(Stored items)

------------------------------------

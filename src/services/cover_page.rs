//! 封面生成服务 - 业务能力层
//!
//! 把底图铺满一页 A4，再写上三行文字：级别+科目代码、科目名、试卷编号

use crate::config::Config;
use crate::error::CoverError;
use lopdf::content::{Content, Operation};
use lopdf::{dictionary, Document, Object, Stream, StringFormat};
use std::io::ErrorKind;
use std::path::PathBuf;
use tracing::debug;

/// A4 页面尺寸（pt）
const A4_WIDTH: f32 = 595.28;
const A4_HEIGHT: f32 = 841.89;

/// 文字布局，单位是底图像素
const TEXT_X: f32 = 152.0;
const TEXT_Y_START: f32 = 440.0;
const LINE_SPACING: f32 = 172.0;
const FONT_LARGE: f32 = 106.0;
const FONT_MEDIUM: f32 = 74.0;
/// 字体顶部到基线的比例
const ASCENT: f32 = 0.8;

/// 科目名超过这个长度且没有简称时，只取前两个单词
const MAX_SUBJECT_DISPLAY_LEN: usize = 16;

/// 封面上的文字
#[derive(Debug, Clone)]
pub struct CoverText {
    pub level_label: String,
    pub subject_code: String,
    pub subject_display: String,
    pub paper_id: String,
}

/// 已解码的封面底图，同一次任务里所有封面共用
#[derive(Debug, Clone)]
pub struct CoverBackground {
    image: Stream,
    width: f32,
    height: f32,
}

impl CoverBackground {
    /// 解码 PNG / JPEG 等图片
    pub fn decode(bytes: &[u8]) -> Result<Self, CoverError> {
        let image =
            lopdf::xobject::image_from(bytes.to_vec()).map_err(CoverError::ImageDecodeFailed)?;
        let width = dimension(&image, b"Width")?;
        let height = dimension(&image, b"Height")?;
        debug!("封面底图尺寸: {}x{}", width, height);
        Ok(Self {
            image,
            width,
            height,
        })
    }

    pub fn size(&self) -> (f32, f32) {
        (self.width, self.height)
    }

    /// 生成单页封面 PDF
    pub fn render(&self, text: &CoverText) -> Result<Vec<u8>, CoverError> {
        let mut doc = Document::with_version("1.5");
        let pages_id = doc.new_object_id();

        let font_id = doc.add_object(dictionary! {
            "Type" => "Font",
            "Subtype" => "Type1",
            "BaseFont" => "Helvetica-Bold",
            "Encoding" => "WinAnsiEncoding",
        });
        let image_id = doc.add_object(self.image.clone());
        let resources_id = doc.add_object(dictionary! {
            "Font" => dictionary! { "F1" => font_id },
            "XObject" => dictionary! { "Im1" => image_id },
        });

        let scale_x = A4_WIDTH / self.width;
        let scale_y = A4_HEIGHT / self.height;

        let mut operations = vec![
            Operation::new("q", vec![]),
            Operation::new(
                "cm",
                vec![
                    A4_WIDTH.into(),
                    0.into(),
                    0.into(),
                    A4_HEIGHT.into(),
                    0.into(),
                    0.into(),
                ],
            ),
            Operation::new("Do", vec!["Im1".into()]),
            Operation::new("Q", vec![]),
            Operation::new("BT", vec![]),
            Operation::new("rg", vec![0.into(), 0.into(), 0.into()]),
        ];

        let lines = [
            (
                format!("{} {}", text.level_label, text.subject_code),
                FONT_LARGE,
                TEXT_Y_START,
            ),
            (
                text.subject_display.clone(),
                FONT_LARGE,
                TEXT_Y_START + LINE_SPACING,
            ),
            (
                format!("PAPER {}", text.paper_id),
                FONT_MEDIUM,
                TEXT_Y_START + LINE_SPACING * 2.0,
            ),
        ];
        for (line, font_px, top_px) in lines {
            let font_size = font_px * scale_y;
            let x = TEXT_X * scale_x;
            let baseline = A4_HEIGHT - (top_px + font_px * ASCENT) * scale_y;
            operations.push(Operation::new("Tf", vec!["F1".into(), font_size.into()]));
            operations.push(Operation::new(
                "Tm",
                vec![
                    1.into(),
                    0.into(),
                    0.into(),
                    1.into(),
                    x.into(),
                    baseline.into(),
                ],
            ));
            operations.push(Operation::new(
                "Tj",
                vec![Object::String(encode_win_ansi(&line), StringFormat::Literal)],
            ));
        }
        operations.push(Operation::new("ET", vec![]));

        let content = Content { operations }
            .encode()
            .map_err(CoverError::WriteFailed)?;
        let content_id = doc.add_object(Stream::new(dictionary! {}, content));
        let page_id = doc.add_object(dictionary! {
            "Type" => "Page",
            "Parent" => pages_id,
            "Contents" => content_id,
            "Resources" => resources_id,
            "MediaBox" => vec![0.into(), 0.into(), A4_WIDTH.into(), A4_HEIGHT.into()],
        });
        doc.objects.insert(
            pages_id,
            Object::Dictionary(dictionary! {
                "Type" => "Pages",
                "Kids" => vec![page_id.into()],
                "Count" => 1,
            }),
        );
        let catalog_id = doc.add_object(dictionary! {
            "Type" => "Catalog",
            "Pages" => pages_id,
        });
        doc.trailer.set("Root", catalog_id);

        let mut out = Vec::new();
        doc.save_to(&mut out)
            .map_err(|e| CoverError::WriteFailed(e.into()))?;
        Ok(out)
    }
}

fn dimension(image: &Stream, key: &[u8]) -> Result<f32, CoverError> {
    let value = image
        .dict
        .get(key)
        .and_then(|v| v.as_i64())
        .map_err(|_| CoverError::MissingDimensions)?;
    if value <= 0 {
        return Err(CoverError::MissingDimensions);
    }
    Ok(value as f32)
}

/// 替代字符
const UNMAPPED: u8 = b'?';

/// 把文字编码为 WinAnsi（标准 14 字体的单字节编码）
///
/// Latin-1 可打印字符原样映射，常见的弯引号、破折号等映射到 0x80-0x9F 区，
/// 其余字符（中文等）无法用 Helvetica 显示，替换为 `?`
pub fn encode_win_ansi(text: &str) -> Vec<u8> {
    let mut replaced = 0;
    let bytes = text
        .chars()
        .map(|c| {
            let byte = match c {
                ' '..='~' => Some(c as u8),
                '\u{a0}'..='\u{ff}' => Some(c as u32 as u8),
                '€' => Some(0x80),
                '‚' => Some(0x82),
                '„' => Some(0x84),
                '…' => Some(0x85),
                '‘' => Some(0x91),
                '’' => Some(0x92),
                '“' => Some(0x93),
                '”' => Some(0x94),
                '•' => Some(0x95),
                '–' => Some(0x96),
                '—' => Some(0x97),
                '™' => Some(0x99),
                _ => None,
            };
            byte.unwrap_or_else(|| {
                replaced += 1;
                UNMAPPED
            })
        })
        .collect();
    if replaced > 0 {
        debug!("封面文字中有 {} 个字符无法用 Helvetica 显示: {}", replaced, text);
    }
    bytes
}

/// 封面上显示的科目名
///
/// 优先使用简称；科目名过长时只取前两个单词
pub fn subject_display(subject_name: &str, alias: Option<&str>) -> String {
    if let Some(alias) = alias.map(str::trim).filter(|a| !a.is_empty()) {
        return alias.to_string();
    }
    if subject_name.chars().count() > MAX_SUBJECT_DISPLAY_LEN {
        return subject_name
            .split_whitespace()
            .take(2)
            .collect::<Vec<_>>()
            .join(" ");
    }
    subject_name.to_string()
}

/// 封面生成器
#[derive(Debug, Clone)]
pub struct CoverPageGenerator {
    template_path: PathBuf,
}

impl CoverPageGenerator {
    pub fn new(template_path: impl Into<PathBuf>) -> Self {
        Self {
            template_path: template_path.into(),
        }
    }

    pub fn from_config(config: &Config) -> Self {
        Self::new(config.cover_template_path.clone())
    }

    pub fn template_path(&self) -> &PathBuf {
        &self.template_path
    }

    /// 准备底图：优先使用上传的图片，否则读取模板
    ///
    /// 两者都没有时返回 None，调用方跳过封面
    pub fn load_background(
        &self,
        uploaded: Option<&[u8]>,
    ) -> Result<Option<CoverBackground>, CoverError> {
        let bytes = match uploaded {
            Some(bytes) => bytes.to_vec(),
            None => match std::fs::read(&self.template_path) {
                Ok(bytes) => bytes,
                Err(e) if e.kind() == ErrorKind::NotFound => return Ok(None),
                Err(source) => {
                    return Err(CoverError::TemplateReadFailed {
                        path: self.template_path.display().to_string(),
                        source,
                    })
                }
            },
        };
        CoverBackground::decode(&bytes).map(Some)
    }
}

------------------------------------

From the data above, pick out each line containing "CoverBackground" and copy it.

pub struct CoverBackground {
impl CoverBackground {
    ) -> Result<Option<CoverBackground>, CoverError> {
        CoverBackground::decode(&bytes).map(Some)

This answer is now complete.